POZZUOLI – Una lieve scossa di terremoto è stata registrata questa mattina a Pozzuoli. L’evento, di magnitudo 1.2 della scala Richter ad una profondità di 2.42 chilometri, è stato avvertito nella parte alta della città. L’epicentro nella zona tra la Solfatara e Agnano Pisciarelli. Non si registrano danni a cose o persone ferite. Nessuna segnalazione alle forze dell’ordine e ai vigili del fuoco. Nella giornata di ieri intanto sono stati firmati gli accordi di gemellaggio con altre regioni italiane. In caso di emergenza legata al Vesuvio circa 1 milione e 155mila cittadini, residenti nei 31 Comuni della zona rossa dell’area vesuviana e nei 7 dell’area flegrea, saranno distribuiti nelle Regioni italiane in attuazione del piano della Protezione civile.

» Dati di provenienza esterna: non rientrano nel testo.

impl SqliteStore {
    /// Creates the account and the consultant profile atomically.
    pub fn create_consultant(
        &mut self,
        user: NewUser,
        profile: NewConsultantProfile,
    ) -> Result<(UserRow, ConsultantRow), StoreError> {
        let now_ms = now_ms();
        let tx = self.conn.transaction()?;
        let user_row = super::users::insert_user_tx(&tx, &user, now_ms)?;
        let consultant = insert_consultant_tx(&tx, &user_row.id, &profile, now_ms)?;
        tx.commit()?;
        Ok((user_row, consultant))
    }

    pub fn consultant_by_id(&self, id: &str) -> Result<Option<ConsultantRow>, StoreError> {
        Ok(self
            .conn
            .query_row(
                &format!("SELECT {CONSULTANT_COLUMNS} FROM consultants WHERE consultants.id = ?1"),
                params![id],
                map_consultant,
            )
            .optional()?)
    }

    pub fn consultant_by_user(&self, user_id: &str) -> Result<Option<ConsultantRow>, StoreError> {
        Ok(self
            .conn
            .query_row(
                &format!(
                    "SELECT {CONSULTANT_COLUMNS} FROM consultants WHERE consultants.user_id = ?1"
                ),
                params![user_id],
                map_consultant,
            )
            .optional()?)
    }

    pub fn list_consultants(
        &self,
        filter: &ConsultantFilter,
    ) -> Result<(Vec<ConsultantRow>, i64), StoreError> {
        let mut clauses: Vec<String> = Vec::new();
        let mut args: Vec<SqlValue> = Vec::new();

        if let Some(search) = filter.search.as_deref() {
            let pattern = format!("%{}%", search.to_lowercase());
            clauses.push(
                "(LOWER(users.first_name) LIKE ? OR LOWER(users.last_name) LIKE ? \
                 OR LOWER(consultants.specialization) LIKE ?)"
                    .to_string(),
            );
            args.push(SqlValue::from(pattern.clone()));
            args.push(SqlValue::from(pattern.clone()));
            args.push(SqlValue::from(pattern));
        }
        if let Some(skill) = filter.skill.as_deref() {
            clauses.push("consultants.skills LIKE '%\"' || ? || '\"%'".to_string());
            args.push(SqlValue::from(skill.to_string()));
        }
        if let Some(available) = filter.available {
            clauses.push("consultants.is_available = ?".to_string());
            args.push(SqlValue::from(available));
        }

        let where_sql = render_where(&clauses);
        let direction = if filter.sort_desc { "DESC" } else { "ASC" };
        let order_sql = match filter.sort_by {
            ConsultantSort::Reliability => format!("consultants.reliability {direction}"),
            ConsultantSort::Experience => format!("consultants.experience_years {direction}"),
            ConsultantSort::Tjm => format!("consultants.tjm {direction}"),
            ConsultantSort::Name => format!("users.first_name COLLATE NOCASE {direction}"),
        };

        let total: i64 = self.conn.query_row(
            &format!(
                "SELECT COUNT(*) FROM consultants JOIN users ON users.id = consultants.user_id{where_sql}"
            ),
            params_from_iter(args.iter()),
            |row| row.get(0),
        )?;

        let sql = format!(
            "SELECT {CONSULTANT_COLUMNS} FROM consultants \
             JOIN users ON users.id = consultants.user_id{where_sql} \
             ORDER BY {order_sql}, consultants.id ASC LIMIT ? OFFSET ?"
        );
        let mut page_args = args;
        page_args.push(SqlValue::from(filter.limit as i64));
        page_args.push(SqlValue::from(filter.offset as i64));

        let mut stmt = self.conn.prepare(&sql)?;
        let rows = stmt.query_map(params_from_iter(page_args.iter()), map_consultant)?;
        let consultants = rows.collect::<Result<Vec<_>, _>>()?;
        Ok((consultants, total))
    }

    pub fn update_consultant(
        &mut self,
        id: &str,
        update: ConsultantUpdate,
    ) -> Result<ConsultantRow, StoreError> {
        let now_ms = now_ms();
        let tx = self.conn.transaction()?;

        let current = tx
            .query_row(
                &format!("SELECT {CONSULTANT_COLUMNS} FROM consultants WHERE consultants.id = ?1"),
                params![id],
                map_consultant,
            )
            .optional()?;
        let Some(current) = current else {
            return Err(StoreError::UnknownId);
        };

        let tjm = update.tjm.unwrap_or(current.tjm);
        let specialization = update
            .specialization
            .unwrap_or_else(|| current.specialization.clone());
        let skills = update.skills.unwrap_or_else(|| current.skills.clone());
        let experience_years = update.experience_years.unwrap_or(current.experience_years);
        let biography = update.biography.or_else(|| current.biography.clone());
        let is_available = update.is_available.unwrap_or(current.is_available);

        tx.execute(
            r#"
            UPDATE consultants
            SET tjm = ?2, specialization = ?3, skills = ?4, experience_years = ?5,
                biography = ?6, is_available = ?7, updated_ms = ?8
            WHERE id = ?1
            "#,
            params![
                id,
                tjm,
                specialization,
                encode_skills(&skills),
                experience_years,
                biography,
                is_available,
                now_ms
            ],
        )?;

        if let Some(phone) = update.phone.as_deref() {
            tx.execute(
                "UPDATE users SET phone = ?2, updated_ms = ?3 WHERE id = ?1",
                params![current.user_id, phone, now_ms],
            )?;
        }

        tx.commit()?;

        Ok(ConsultantRow {
            tjm,
            specialization,
            skills,
            experience_years,
            biography,
            is_available,
            updated_ms: now_ms,
            ..current
        })
    }

    /// Listing enrichment: task counters, completion rate, uncapped
    /// reliability average and salary earnings.
    pub fn consultant_snapshot(
        &self,
        consultant: &ConsultantRow,
    ) -> Result<ConsultantSnapshot, StoreError> {
        let (total_tasks, completed_tasks): (i64, i64) = self.conn.query_row(
            "SELECT COUNT(*), COALESCE(SUM(CASE WHEN status = 'TERMINE' THEN 1 ELSE 0 END), 0) \
             FROM tasks WHERE assigned_user_id = ?1",
            params![consultant.user_id],
            |row| Ok((row.get(0)?, row.get(1)?)),
        )?;

        let avg_reliability: Option<f64> = self.conn.query_row(
            "SELECT AVG(actual_hours * 100.0 / estimated_hours) FROM tasks \
             WHERE assigned_user_id = ?1 AND status = 'TERMINE' \
             AND actual_hours IS NOT NULL AND actual_hours <> 0 AND estimated_hours <> 0",
            params![consultant.user_id],
            |row| row.get(0),
        )?;

        let total_earnings: f64 = self.conn.query_row(
            "SELECT COALESCE(SUM(amount), 0) FROM transactions \
             WHERE consultant_id = ?1 AND type = 'SORTIE' AND category = 'SALAIRE_CONSULTANT'",
            params![consultant.id],
            |row| row.get(0),
        )?;

        let completion_rate = if total_tasks > 0 {
            (completed_tasks as f64 * 100.0 / total_tasks as f64).round() as i64
        } else {
            0
        };

        Ok(ConsultantSnapshot {
            total_tasks,
            completed_tasks,
            completion_rate,
            reliability: avg_reliability.unwrap_or(0.0).round() as i64,
            total_earnings,
        })
    }

    /// Full activity figures for the stats and compare views.
    pub fn consultant_activity(
        &self,
        consultant: &ConsultantRow,
    ) -> Result<ConsultantActivity, StoreError> {
        let mut activity = ConsultantActivity::default();

        let counts = self.conn.query_row(
            "SELECT COUNT(*), \
                    COALESCE(SUM(CASE WHEN status = 'TERMINE' THEN 1 ELSE 0 END), 0), \
                    COALESCE(SUM(CASE WHEN status = 'EN_COURS' THEN 1 ELSE 0 END), 0), \
                    COALESCE(SUM(CASE WHEN status = 'A_FAIRE' THEN 1 ELSE 0 END), 0), \
                    COUNT(DISTINCT project_id), \
                    COALESCE(SUM(COALESCE(actual_hours, 0)), 0) \
             FROM tasks WHERE assigned_user_id = ?1",
            params![consultant.user_id],
            |row| {
                Ok((
                    row.get::<_, i64>(0)?,
                    row.get::<_, i64>(1)?,
                    row.get::<_, i64>(2)?,
                    row.get::<_, i64>(3)?,
                    row.get::<_, i64>(4)?,
                    row.get::<_, f64>(5)?,
                ))
            },
        )?;
        activity.total_tasks = counts.0;
        activity.completed_tasks = counts.1;
        activity.in_progress_tasks = counts.2;
        activity.pending_tasks = counts.3;
        activity.unique_projects = counts.4;
        activity.total_hours_worked = counts.5;

        let ratios = self.conn.query_row(
            "SELECT AVG(MIN(actual_hours * 1.0 / estimated_hours, 2.0)), \
                    AVG(actual_hours * 1.0 / estimated_hours), \
                    COUNT(*), \
                    COALESCE(SUM(actual_hours), 0) \
             FROM tasks WHERE assigned_user_id = ?1 AND status = 'TERMINE' \
             AND actual_hours IS NOT NULL AND actual_hours <> 0 AND estimated_hours <> 0",
            params![consultant.user_id],
            |row| {
                Ok((
                    row.get::<_, Option<f64>>(0)?,
                    row.get::<_, Option<f64>>(1)?,
                    row.get::<_, i64>(2)?,
                    row.get::<_, f64>(3)?,
                ))
            },
        )?;
        activity.avg_ratio_capped = ratios.0.unwrap_or(1.0);
        activity.avg_ratio_raw = ratios.1.unwrap_or(1.0);
        activity.timed_tasks = ratios.2;
        activity.timed_hours = ratios.3;

        let earnings = self.conn.query_row(
            "SELECT COALESCE(SUM(amount), 0), \
                    COALESCE(SUM(CASE WHEN is_paid = 1 THEN amount ELSE 0 END), 0), \
                    COUNT(*) \
             FROM transactions WHERE consultant_id = ?1 \
             AND type = 'SORTIE' AND category = 'SALAIRE_CONSULTANT'",
            params![consultant.id],
            |row| {
                Ok((
                    row.get::<_, f64>(0)?,
                    row.get::<_, f64>(1)?,
                    row.get::<_, i64>(2)?,
                ))
            },
        )?;
        activity.total_earnings = earnings.0;
        activity.paid_earnings = earnings.1;
        activity.salary_transactions = earnings.2;

        let (duration_days, completed): (f64, i64) = self.conn.query_row(
            "SELECT COALESCE(SUM(CASE WHEN start_ms IS NOT NULL AND end_ms IS NOT NULL \
                    THEN (end_ms - start_ms) / 86400000.0 ELSE 0 END), 0), COUNT(*) \
             FROM tasks WHERE assigned_user_id = ?1 AND status = 'TERMINE'",
            params![consultant.user_id],
            |row| Ok((row.get(0)?, row.get(1)?)),
        )?;
        activity.avg_task_duration_days = if completed > 0 {
            (duration_days / completed as f64).round() as i64
        } else {
            0
        };

        let mut stmt = self.conn.prepare(
            "SELECT projects.title FROM tasks \
             JOIN projects ON projects.id = tasks.project_id \
             WHERE tasks.assigned_user_id = ?1 \
             ORDER BY tasks.created_ms DESC LIMIT 5",
        )?;
        let titles = stmt
            .query_map(params![consultant.user_id], |row| row.get::<_, String>(0))?
            .collect::<Result<Vec<_>, _>>()?;
        let mut recent = Vec::new();
        for title in titles.into_iter().rev() {
            if !recent.contains(&title) {
                recent.push(title);
            }
        }
        activity.recent_project_titles = recent;

        Ok(activity)
    }

    /// Month buckets for the consultant timeline; `months` supplies the
    /// `YYYY-MM` labels and their order, missing months stay at zero.
    pub fn consultant_timeline(
        &self,
        consultant: &ConsultantRow,
        months: &[String],
    ) -> Result<Vec<MonthActivity>, StoreError> {
        let mut buckets: Vec<MonthActivity> = months
            .iter()
            .map(|month| MonthActivity {
                month: month.clone(),
                tasks_completed: 0,
                hours_worked: 0.0,
                earnings: 0.0,
            })
            .collect();

        let mut stmt = self.conn.prepare(
            "SELECT strftime('%Y-%m', created_ms / 1000, 'unixepoch') AS month, \
                    COALESCE(SUM(CASE WHEN status = 'TERMINE' THEN 1 ELSE 0 END), 0), \
                    COALESCE(SUM(COALESCE(actual_hours, 0)), 0) \
             FROM tasks WHERE assigned_user_id = ?1 GROUP BY month",
        )?;
        let task_rows = stmt
            .query_map(params![consultant.user_id], |row| {
                Ok((
                    row.get::<_, String>(0)?,
                    row.get::<_, i64>(1)?,
                    row.get::<_, f64>(2)?,
                ))
            })?
            .collect::<Result<Vec<_>, _>>()?;
        for (month, completed, hours) in task_rows {
            if let Some(bucket) = buckets.iter_mut().find(|b| b.month == month) {
                bucket.tasks_completed = completed;
                bucket.hours_worked = hours;
            }
        }

        let mut stmt = self.conn.prepare(
            "SELECT strftime('%Y-%m', created_ms / 1000, 'unixepoch') AS month, \
                    COALESCE(SUM(amount), 0) \
             FROM transactions WHERE consultant_id = ?1 \
             AND type = 'SORTIE' AND category = 'SALAIRE_CONSULTANT' GROUP BY month",
        )?;
        let earning_rows = stmt
            .query_map(params![consultant.id], |row| {
                Ok((row.get::<_, String>(0)?, row.get::<_, f64>(1)?))
            })?
            .collect::<Result<Vec<_>, _>>()?;
        for (month, earnings) in earning_rows {
            if let Some(bucket) = buckets.iter_mut().find(|b| b.month == month) {
                bucket.earnings = earnings;
            }
        }

        Ok(buckets)
    }
}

IL PIANO DI EVACUAZIONE – I protocolli di gemellaggio con le Regioni sono stati firmati, nel corso di una cerimonia a Palazzo Santa Lucia, dal presidente della giunta regionale della Campania Vincenzo De Luca con i presidenti della Basilicata, Vito Bardi e della Calabria, Mario Oliverio, e gli assessori e delegati delle altre regioni. Presente il Capo del Dipartimento di Protezione Civile. Angelo Borrelli. «E’ un risultato importante – ha detto Borrelli – di questi protocolli si parlava dal 2002 e la pianificazione dell’ emergenza Vesuvio è cominciata nel 1984». Ciascuno dei comuni firmatari del protocollo è gemellato con una regione. La città di Pozzuoli è stata associata alla Lombardia; Bacoli alle Marche e all’Umbria, Quarto alla Toscana e Monte di Procida all’Abruzzo e al Molise. Dal 16 al 20 ottobre nell’area flegrea si terrà una grande esercitazione di Protezione civile.